L’article 1128 du Code civil dispose que pour qu’un contrat soit valide, le consentement des parties doit être libre et éclairé. Cela exclut donc l’insanité d’esprit* et tout vice du consentement (art. 1129 du Code civil et art. 1130 du Code civil).

📚 Méthodologie : *encore une fois, il n’est pas indispensable de l’évoquer ici, car le problème ne porte pas sur l’insanité d’esprit. 


En revanche, notez et enregistrez que l’insanité d’esprit relève du consentement et pas de la capacité. L’on voit trop souvent la confusion dans les copies. Lorsqu’une personne n’était pas saine d’esprit en contractant, elle ne pouvait pas avoir conscience de la portée de ses actes et ainsi ne pouvait pas donner son consentement de manière éclairée


Vous n’avez qu’à regarder dans quelle partie du Code civil se trouve l’article relatif à l’insanité d’esprit (art. 1129 du Code civil), pour comprendre qu’elle relève du consentement.

Nous évoquerons alors la trilogie des vices du consentement, violence (1), erreur (2) et dol (3), afin de vérifier si l’acheteuse peut revenir sur la vente pour un problème de validité.


1/ La violence


[Majeure] La violence est un vice du consentement (art. 1130 du Code civil). Elle peut être physique, morale ou économique (art. 1140 du Code civil). Il s’agit d’obtenir un avantage manifestement excessif à la suite de cette contrainte, pression ou abus d’état de dépendance exercé sur le cocontractant (art. 1140 et 1143 du Code civil). [Ndlr : voir un cas pratique sur la violence]

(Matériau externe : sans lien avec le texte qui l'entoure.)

impl Logger {
    /// Create a stdout logger; the format comes from `LOG_FORMAT`.
    pub fn new(level: &str, service_name: &str) -> Self {
        Self::from_config(&LogConfig {
            level: level.to_string(),
            service_name: service_name.to_string(),
            format: LogFormat::from_env(),
        })
    }

    /// Create a stdout logger from explicit settings.
    pub fn from_config(config: &LogConfig) -> Self {
        Self::with_writer(config, io::stdout)
    }

    /// Create a logger that writes to `writer` instead of stdout.
    pub fn with_writer<W>(config: &LogConfig, writer: W) -> Self
    where
        W: for<'w> MakeWriter<'w> + Send + Sync + 'static,
    {
        let builder = tracing_subscriber::fmt()
            .with_max_level(parse_level(&config.level))
            .with_writer(writer);

        let dispatch = match config.format {
            LogFormat::Json => Dispatch::new(
                builder
                    .fmt_fields(JsonFields::new())
                    .event_format(FlatJson)
                    .finish(),
            ),
            LogFormat::Console => Dispatch::new(builder.finish()),
        };

        // Context spans are created at ERROR so no level filter drops their fields.
        let span = tracing::dispatcher::with_default(&dispatch, || {
            tracing::error_span!("service", service = %config.service_name)
        });

        Self { dispatch, span }
    }

    /// A logger that discards everything.
    pub fn nop() -> Self {
        Self {
            dispatch: Dispatch::none(),
            span: Span::none(),
        }
    }

    /// Whether this logger writes anywhere.
    pub fn is_enabled(&self) -> bool {
        !self.dispatch.is::<NoSubscriber>()
    }

    /// Run `f` with this logger as the current dispatcher and its context entered.
    ///
    /// Plain `tracing` macros inside `f` emit through this logger.
    pub fn in_scope<R>(&self, f: impl FnOnce() -> R) -> R {
        tracing::dispatcher::with_default(&self.dispatch, || self.span.in_scope(f))
    }

    /// Derive a logger whose context is the span returned by `make_span`.
    ///
    /// The span is created inside this logger's scope, so it nests under the
    /// current context and inherits its fields.
    pub fn child(&self, make_span: impl FnOnce() -> Span) -> Self {
        Self {
            dispatch: self.dispatch.clone(),
            span: self.in_scope(make_span),
        }
    }

    /// Derive a logger carrying additional fields.
    ///
    /// Values keep their JSON type, so `("user_id", 42)` logs a number. A key
    /// already present in the context is replaced for this logger only.
    pub fn with_fields<I, K, V>(&self, fields: I) -> Self
    where
        I: IntoIterator<Item = (K, V)>,
        K: Into<String>,
        V: Into<Value>,
    {
        let fields: Map<String, Value> = fields
            .into_iter()
            .map(|(k, v)| (k.into(), v.into()))
            .collect();
        let rendered = fields
            .iter()
            .map(|(k, v)| match v {
                Value::String(s) => format!("{k}={s}"),
                other => format!("{k}={other}"),
            })
            .collect::<Vec<_>>()
            .join(" ");

        let child = self.child(|| tracing::error_span!("fields", fields = %rendered));
        child.store_extra(fields);
        child
    }

    /// Keep typed fields on the context span for the JSON formatter.
    fn store_extra(&self, fields: Map<String, Value>) {
        if let Some(id) = self.span.id()
            && let Some(registry) = self.dispatch.downcast_ref::<Registry>()
            && let Some(span) = registry.span(&id)
        {
            span.extensions_mut().insert(ExtraFields(fields));
        }
    }

    /// Derive a logger carrying a `request_id` field.
    pub fn with_request_id(&self, request_id: &str) -> Self {
        self.child(|| tracing::error_span!("request", request_id = %request_id))
    }

    /// Emit `message` at `level`.
    pub fn log(&self, level: tracing::Level, message: &str) {
        self.in_scope(|| log_at!(level, "{message}"));
    }

    pub fn trace(&self, message: &str) {
        self.log(tracing::Level::TRACE, message);
    }

    pub fn debug(&self, message: &str) {
        self.log(tracing::Level::DEBUG, message);
    }

    pub fn info(&self, message: &str) {
        self.log(tracing::Level::INFO, message);
    }

    pub fn warn(&self, message: &str) {
        self.log(tracing::Level::WARN, message);
    }

    pub fn error(&self, message: &str) {
        self.log(tracing::Level::ERROR, message);
    }

    /// Make this logger the process-wide default for plain `tracing` macros.
    ///
    /// # Errors
    ///
    /// Returns `KitError::Logger` if a global default was already installed.
    pub fn install_global(&self) -> crate::KitResult<()> {
        tracing::dispatcher::set_global_default(self.dispatch.clone())?;
        Ok(())
    }
}

/// Private key type for the logger stored in request extensions.
#[derive(Clone)]
struct ContextLogger(Logger);

/// Attach `log` to a request's extensions, replacing any previous logger.
pub fn attach(extensions: &mut Extensions, log: Logger) {
    extensions.insert(ContextLogger(log));
}

/// The logger attached to `extensions`, or a no-op logger.
pub fn from_extensions(extensions: &Extensions) -> Logger {
    extensions
        .get::<ContextLogger>()
        .map(|c| c.0.clone())
        .unwrap_or_else(Logger::nop)
}

/// Add fields to the attached logger and re-attach it.
pub fn with_fields<I, K, V>(extensions: &mut Extensions, fields: I)
where
    I: IntoIterator<Item = (K, V)>,
    K: Into<String>,
    V: Into<Value>,
{
    let log = from_extensions(extensions).with_fields(fields);
    attach(extensions, log);
}

/// Add a `request_id` field to the attached logger and re-attach it.
pub fn with_request_id(extensions: &mut Extensions, request_id: &str) {
    let log = from_extensions(extensions).with_request_id(request_id);
    attach(extensions, log);
}

/// Handlers can take the request logger directly as an extractor.
impl<S> FromRequestParts<S> for Logger
where
    S: Send + Sync,
{
    type Rejection = Infallible;

    async fn from_request_parts(parts: &mut Parts, _state: &S) -> Result<Self, Self::Rejection> {
        Ok(from_extensions(&parts.extensions))
    }
}

/// Log capture for unit tests across the crate.
#[cfg(test)]
#[allow(clippy::unwrap_used, clippy::expect_used)]
pub(crate) mod testing {
    use std::sync::{Arc, Mutex};

    use serde_json::Value;

    use super::*;

    #[derive(Clone, Default)]
    pub(crate) struct Capture(Arc<Mutex<Vec<u8>>>);

    impl io::Write for Capture {
        fn write(&mut self, buf: &[u8]) -> io::Result<usize> {
            self.0.lock().unwrap().extend_from_slice(buf);
            Ok(buf.len())
        }

        fn flush(&mut self) -> io::Result<()> {
            Ok(())
        }
    }

    impl Capture {
        pub(crate) fn lines(&self) -> Vec<Value> {
            let bytes = self.0.lock().unwrap().clone();
            String::from_utf8(bytes)
                .unwrap()
                .lines()
                .map(|l| serde_json::from_str(l).unwrap())
                .collect()
        }
    }

    /// A JSON logger for service `orders` writing into a [`Capture`].
    pub(crate) fn json_logger(level: &str) -> (Logger, Capture) {
        let capture = Capture::default();
        let writer = capture.clone();
        let config = LogConfig {
            level: level.to_string(),
            service_name: "orders".to_string(),
            format: LogFormat::Json,
        };
        (Logger::with_writer(&config, move || writer.clone()), capture)
    }
}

💡 Bon à savoir : comme pour les autres points, nous ne développons pas ce point qui ne pose pas de problème particulier en l’espèce.

[Mineure] Dans la situation, aucune pression ne semble avoir été exercée, pas plus que l’acheteuse ne paraissait dans un état de dépendance à l’égard de la vendeuse.


[Conclusion] En conclusion, le vice de violence peut être écarté.


2/ L’erreur


L’erreur nous retiendra plus longuement. Il faut vérifier : 


  • Qu’elle est déterminante (a) ; 

  • Qu’elle porte sur les qualités essentielles de la prestation (b) ; 

  • Qu’elle est excusable (c) ; 

  • Qu’elle ne porte ni sur les motifs ni sur la valeur (d) ; 

  • Et qu’il n’y a pas eu d’aléa (e).

📚 Méthodologie : en réalité, dans notre cas, il s’agit d’un dol. Néanmoins, l’énoncé a été orienté de manière à vous guider vers l’erreur, car l’acheteuse était « dubitative » ce qui laisse supposer un aléa. L’on pourrait même l’écarter dès la condition d’excusabilité, mais passons outre pour développer l’application du cours au cas d’espèce. 


Ainsi, afin d’illustrer le syllogisme complet d’un cas pratique sur l’erreur, nous allons faire le tour de toutes les conditions exigées en la matière, bien que l’on sache déjà qu’elle sera écartée (donc, il aurait été possible de réduire le raisonnement, et pensez toujours : attentes de votre enseignant + durée de l’épreuve pour adapter votre développement et aller chercher les points là où le problème se situe).

💡 Bon à savoir : il aurait aussi été nécessaire de réaliser un syllogisme relatif à l’obligation précontractuelle d’information (art. 1112-1 du Code civil) afin de l’écarter. Dans cette espèce, il serait difficile de caractériser un simple « manquement », puisque la vendeuse a volontairement trompé l’acheteuse en lui donnant une information erronée. En conclusion, il n’y a pas de manquement à une obligation précontractuelle d’information.

a) Une erreur déterminante


[Majeure] L’article 1130 du Code civil dispose que l’erreur […]* vicie le consentement si le cocontractant n’aurait pas contracté ou l’aurait fait à des conditions différentes. L’erreur est une perception erronée de la réalité.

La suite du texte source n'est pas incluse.